Panel: Deane Juhan, Dave Campbell, Diana Thompson, BJ Erkan,
Jack Blackburn, Alison Day, with Michael Hamm as Moderator
Wednesday, April 25, 2012, 6:00-9:30PM, in Seattle, WA
This special symposium is the third in the Trillium Institute's series: The Future of Bodywork. As before, the evening will include a panel of bodywork practitioners and educators. There will also be breakout groups formed around certain issues and much opportunity for discussion.
The theme for this evening will center around the question: “What part does the client play in his/her own therapy?” We will look at different possible activations of client physical, verbal, and somatic interactions. We will also look at less interactive client responses like sleeping, chatting, dissociation, flashbacks, and panic attacks. We will also look at client self-care approaches away from the sessions. Are there ways of improving our therapeutic effectiveness that involve revising and expanding our scope of practice and paradigm of treatment by directly involving clients in their own healing?
Issues Affecting the Client’s Role:
- Third Party payments and treatment prescriptions overlook client participation
- Client expectations and practitioner perceptions of clients
- Prevailing treatment paradigms in bodywork, symptomatic relief and relaxation
- Somatic approaches and facilitation of client awareness
- Prevailing training limits lacking psychological understanding and counseling skills
- Lack of paradigm defining practitioner/client interaction and teamwork
- Lack of rigorous model for Body Mind Spirit approaches
- What approaches work best in recruiting clients into their own processes?
- How do we discover what is happening inside the client during the session?

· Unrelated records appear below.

//! Top-level panels of the authenticated view

use std::fmt;
use std::str::FromStr;

use serde::{Deserialize, Serialize};

use crate::DomainError;

/// Panel tabs; exactly one is active at a time
#[derive(Debug, Clone, Copy, Default, PartialEq, Eq, Hash, Serialize, Deserialize)]
#[serde(rename_all = "lowercase")]
pub enum Tab {
    #[default]
    Inventory,
    Profile,
    Settings,
}

impl Tab {
    pub fn as_str(&self) -> &'static str {
        match self {
            Self::Inventory => "inventory",
            Self::Profile => "profile",
            Self::Settings => "settings",
        }
    }
}

impl fmt::Display for Tab {
    fn fmt(&self, f: &mut fmt::Formatter<'_>) -> fmt::Result {
        f.write_str(self.as_str())
    }
}

impl FromStr for Tab {
    type Err = DomainError;

    fn from_str(s: &str) -> Result<Self, Self::Err> {
        match s.trim().to_ascii_lowercase().as_str() {
            "inventory" => Ok(Self::Inventory),
            "profile" => Ok(Self::Profile),
            "settings" => Ok(Self::Settings),
            other => Err(DomainError::parse(format!("Unknown tab: {}", other))),
        }
    }
}
//! Terminal renderer
//!
//! Writes each `UiUpdate` as plain text. The profile and settings panels are
//! drawn when their tab is activated, from the player info and settings the
//! renderer has seen so far.

use std::fmt::Write as _;
use std::io::Write;
use std::sync::{Mutex, PoisonError};

use gamevault_domain::{ClientSettings, InventoryStats, Tab};

use crate::application::messages;
use crate::ports::outbound::{UiPort, UiUpdate};
use crate::ui::presentation::{InventoryBody, InventoryView, ItemDetailsView, PlayerInfoView};

/// What the panels need to be redrawn on a tab switch
#[derive(Debug, Default)]
struct Panels {
    player: Option<PlayerInfoView>,
    settings: Option<ClientSettings>,
}

impl Panels {
    fn remember(&mut self, update: &UiUpdate) {
        match update {
            UiUpdate::ShowGameScreen(player) => self.player = Some(player.clone()),
            UiUpdate::ShowLoginScreen => self.player = None,
            UiUpdate::SettingsLoaded(settings) => self.settings = Some(settings.clone()),
            _ => {}
        }
    }
}

struct Inner<W> {
    out: W,
    panels: Panels,
}

/// `UiPort` that prints to any writer (stdout in the binary, a buffer in tests)
pub struct TerminalUi<W: Write + Send> {
    inner: Mutex<Inner<W>>,
}

impl<W: Write + Send> TerminalUi<W> {
    pub fn new(out: W) -> Self {
        Self {
            inner: Mutex::new(Inner {
                out,
                panels: Panels::default(),
            }),
        }
    }

    /// Print a line that is not a rendering instruction (usage, prompts)
    pub fn print(&self, text: &str) {
        let mut inner = self.inner.lock().unwrap_or_else(PoisonError::into_inner);
        write_out(&mut inner.out, text);
    }
}

impl<W: Write + Send> UiPort for TerminalUi<W> {
    fn apply(&self, update: UiUpdate) {
        let mut inner = self.inner.lock().unwrap_or_else(PoisonError::into_inner);
        inner.panels.remember(&update);

        let text = format_update(&update, &inner.panels);
        if !text.is_empty() {
            write_out(&mut inner.out, &text);
        }
    }
}

fn write_out<W: Write>(out: &mut W, text: &str) {
    if let Err(e) = out.write_all(text.as_bytes()).and_then(|()| out.flush()) {
        tracing::warn!("Failed to write to terminal: {}", e);
    }
}

fn format_update(update: &UiUpdate, panels: &Panels) -> String {
    match update {
        UiUpdate::ShowLoginScreen => {
            "== Game Vault ==\nLog in with `login <username> <password>` or `demo <1|2>`.\n"
                .to_string()
        }
        UiUpdate::ShowGameScreen(player) => {
            format!("== Welcome, {} ({}) ==\n", player.name, player.id_label)
        }
        UiUpdate::ShowLoginError(message) => format!("! {}\n", message),
        UiUpdate::FillLoginForm { username, password } => format!(
            "Username: {}\nPassword: {}\n",
            username,
            "*".repeat(password.chars().count())
        ),
        UiUpdate::InventoryLoading => format!("{}\n", messages::INVENTORY_LOADING),
        UiUpdate::InventoryMessage(message) => format!("{}\n", message),
        UiUpdate::RenderInventory(view) => format_inventory(view),
        UiUpdate::UpdateStats(stats) => format_stats(stats),
        UiUpdate::ShowItemDetails(details) => format_details(details),
        UiUpdate::ActivateTab(tab) => format_panel(*tab, panels),
        UiUpdate::Acknowledge(message) => format!("* {}\n", message),
        UiUpdate::HideLoginError
        | UiUpdate::ClearLoginForm
        | UiUpdate::CloseItemDetails
        | UiUpdate::SettingsLoaded(_) => String::new(),
    }
}

fn format_inventory(view: &InventoryView) -> String {
    let mut out = format!("Inventory ({})\n", view.count_label);
    match &view.body {
        InventoryBody::Empty(message) => {
            let _ = writeln!(out, "  {}", message);
        }
        InventoryBody::Items(cards) => {
            for (number, card) in (1..).zip(cards) {
                let _ = writeln!(
                    out,
                    "  [{}] {} {} ({}) {}",
                    number, card.icon, card.name, card.type_badge, card.quantity_label
                );
                for property in &card.properties {
                    let _ = writeln!(out, "      {}", property);
                }
            }
        }
    }
    out
}

fn format_stats(stats: &InventoryStats) -> String {
    format!(
        "Total: {} | Weapons: {} | Armor: {} | Consumables: {}\n",
        stats.total, stats.weapons, stats.armor, stats.consumables
    )
}

fn format_details(details: &ItemDetailsView) -> String {
    let mut out = format!(
        "+-- {} {}\n|   {}\n|   {}\n",
        details.icon, details.name, details.type_badge, details.quantity_label
    );
    if !details.properties.is_empty() {
        out.push_str("|   Properties\n");
        for property in &details.properties {
            let _ = writeln!(out, "|     {}", property);
        }
    }
    out.push_str("+-- (`close` to dismiss)\n");
    out
}

fn format_panel(tab: Tab, panels: &Panels) -> String {
    let mut out = format!("-- {} --\n", tab);
    match tab {
        Tab::Inventory => {}
        Tab::Profile => {
            if let Some(player) = &panels.player {
                let _ = writeln!(out, "{}\n{}", player.name, player.profile_id_label);
            }
        }
        Tab::Settings => {
            if let Some(settings) = &panels.settings {
                let _ = writeln!(
                    out,
                    "API URL: {}\nAuto-refresh: {}",
                    settings.api_base_url,
                    if settings.auto_refresh_enabled { "on" } else { "off" }
                );
            }
        }
    }
    out
}

#[cfg(test)]
mod tests {
    use super::*;
    use crate::ui::presentation::{render_inventory, render_item_details};
    use gamevault_domain::{CurrentUser, InventoryItem, ItemType};

    fn render(updates: Vec<UiUpdate>) -> String {
        let ui = TerminalUi::new(Vec::new());
        for update in updates {
            ui.apply(update);
        }
        let out = ui.inner.into_inner().unwrap().out;
        String::from_utf8(out).unwrap()
    }

    fn sword() -> InventoryItem {
        InventoryItem::new("Sword", ItemType::Weapon, 1).with_property("max_damage", "10")
    }

    #[test]
    fn test_inventory_cards_are_numbered() {
        let text = render(vec![UiUpdate::RenderInventory(render_inventory(&[
            sword(),
            InventoryItem::new("Potion", ItemType::Consumable, 5),
        ]))]);

        assert!(text.starts_with("Inventory (2 items)\n"));
        assert!(text.contains("  [1] ⚔️ Sword (weapon) ×1\n      Max Damage: 10\n"));
        assert!(text.contains("  [2] 🧪 Potion (consumable) ×5\n"));
    }

    #[test]
    fn test_empty_inventory() {
        let text = render(vec![UiUpdate::RenderInventory(render_inventory(&[]))]);
        assert_eq!(text, "Inventory (0 items)\n  Your inventory is empty\n");
    }

    #[test]
    fn test_item_details() {
        let text = render(vec![UiUpdate::ShowItemDetails(render_item_details(&sword()))]);

        assert!(text.contains("Sword"));
        assert!(text.contains("Quantity: ×1"));
        assert!(text.contains("|   Properties\n|     Max Damage: 10\n"));
    }

    #[test]
    fn test_details_without_properties_omit_section() {
        let item = InventoryItem::new("Shield", ItemType::Armor, 1);
        let text = render(vec![UiUpdate::ShowItemDetails(render_item_details(&item))]);

        assert!(text.contains("🛡️ Shield"));
        assert!(!text.contains("Properties"));
    }

    #[test]
    fn test_profile_and_settings_panels_use_remembered_state() {
        let player = PlayerInfoView::from_user(&CurrentUser::new("42", "demo"));
        let text = render(vec![
            UiUpdate::SettingsLoaded(ClientSettings::new("http://game.test/api", true)),
            UiUpdate::ShowGameScreen(player),
            UiUpdate::ActivateTab(Tab::Profile),
            UiUpdate::ActivateTab(Tab::Settings),
        ]);

        assert!(text.contains("== Welcome, demo (ID: #42) ==\n"));
        assert!(text.contains("-- profile --\ndemo\nPlayer ID: #42\n"));
        assert!(text.contains("API URL: http://game.test/api\nAuto-refresh: on\n"));
    }

    #[test]
    fn test_password_is_masked() {
        let text = render(vec![UiUpdate::FillLoginForm {
            username: "player1".to_string(),
            password: "password123".to_string(),
        }]);

        assert_eq!(text, "Username: player1\nPassword: ***********\n");
    }

    #[test]
    fn test_silent_updates_print_nothing() {
        let text = render(vec![
            UiUpdate::HideLoginError,
            UiUpdate::ClearLoginForm,
            UiUpdate::CloseItemDetails,
            UiUpdate::SettingsLoaded(ClientSettings::default()),
        ]);
        assert!(text.is_empty());
    }

    #[test]
    fn test_messages() {
        let text = render(vec![
            UiUpdate::InventoryLoading,
            UiUpdate::ShowLoginError("Invalid credentials".to_string()),
            UiUpdate::Acknowledge("Settings saved!".to_string()),
            UiUpdate::UpdateStats(InventoryStats {
                total: 1,
                weapons: 1,
                armor: 0,
                consumables: 0,
            }),
        ]);

        assert_eq!(
            text,
            "Loading inventory...\n! Invalid credentials\n* Settings saved!\n\
             Total: 1 | Weapons: 1 | Armor: 0 | Consumables: 0\n"
        );
    }
}
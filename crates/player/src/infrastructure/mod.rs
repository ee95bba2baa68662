pub mod http_client;
pub mod platform;

#[cfg(any(test, feature = "testing"))]
pub mod testing;
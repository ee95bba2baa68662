//! Application layer - the session client and everything it orchestrates

pub mod api;
pub mod auto_refresh;
pub mod dispatch;
pub mod services;
pub mod session_client;

pub use api::Api;
pub use auto_refresh::{AutoRefreshTimer, AUTO_REFRESH_INTERVAL_MS};
pub use dispatch::{dispatch, DemoAccount, UiAction};
pub use session_client::{messages, SessionClient};
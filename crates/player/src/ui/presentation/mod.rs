//! Presentation layer - pure functions from client state to view models
//!
//! Nothing here performs I/O or touches the session; the same inventory
//! always renders to the same view.

pub mod inventory_view;
pub mod player_info;

pub use inventory_view::{
    format_quantity, item_icon, property_lines, render_inventory, render_item_details,
    InventoryBody, InventoryView, ItemCard, ItemDetailsView, PropertyLine,
    EMPTY_INVENTORY_MESSAGE,
};
pub use player_info::PlayerInfoView;
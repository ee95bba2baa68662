//! UI double that records every instruction it receives

use std::sync::Mutex;

use crate::ports::outbound::{UiPort, UiUpdate};

#[derive(Default)]
pub struct RecordingUi {
    updates: Mutex<Vec<UiUpdate>>,
}

impl RecordingUi {
    pub fn new() -> Self {
        Self::default()
    }

    /// Everything received so far, in order
    pub fn updates(&self) -> Vec<UiUpdate> {
        self.updates
            .lock()
            .map(|updates| updates.clone())
            .unwrap_or_default()
    }

    /// Drain the recorded updates
    pub fn take(&self) -> Vec<UiUpdate> {
        self.updates
            .lock()
            .map(|mut updates| std::mem::take(&mut *updates))
            .unwrap_or_default()
    }

    pub fn contains(&self, update: &UiUpdate) -> bool {
        self.updates().contains(update)
    }

    /// Index of the first update matching the predicate
    pub fn position(&self, predicate: impl Fn(&UiUpdate) -> bool) -> Option<usize> {
        self.updates().iter().position(predicate)
    }
}

impl UiPort for RecordingUi {
    fn apply(&self, update: UiUpdate) {
        if let Ok(mut updates) = self.updates.lock() {
            updates.push(update);
        }
    }
}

At least 50 percent of what is happening during sessions is determined by the
client. And 100 percent of what is happening between sessions is determined by
the client. We know that many factors in clients’ lives determine how they
progress in bodywork sessions. Some clients become very involved in their own
process and some clients leave everything up to the practitioner and the
insurance company. Many clients do not really know why we do what we do and
many clients assume that we get paid our regular rates by third party payers.
Clients do not know how much their attitude about their bodies, their emotional
state and their external lives affect their body state and vice versa. How can
we work with clients and include these factors in their process legitimately?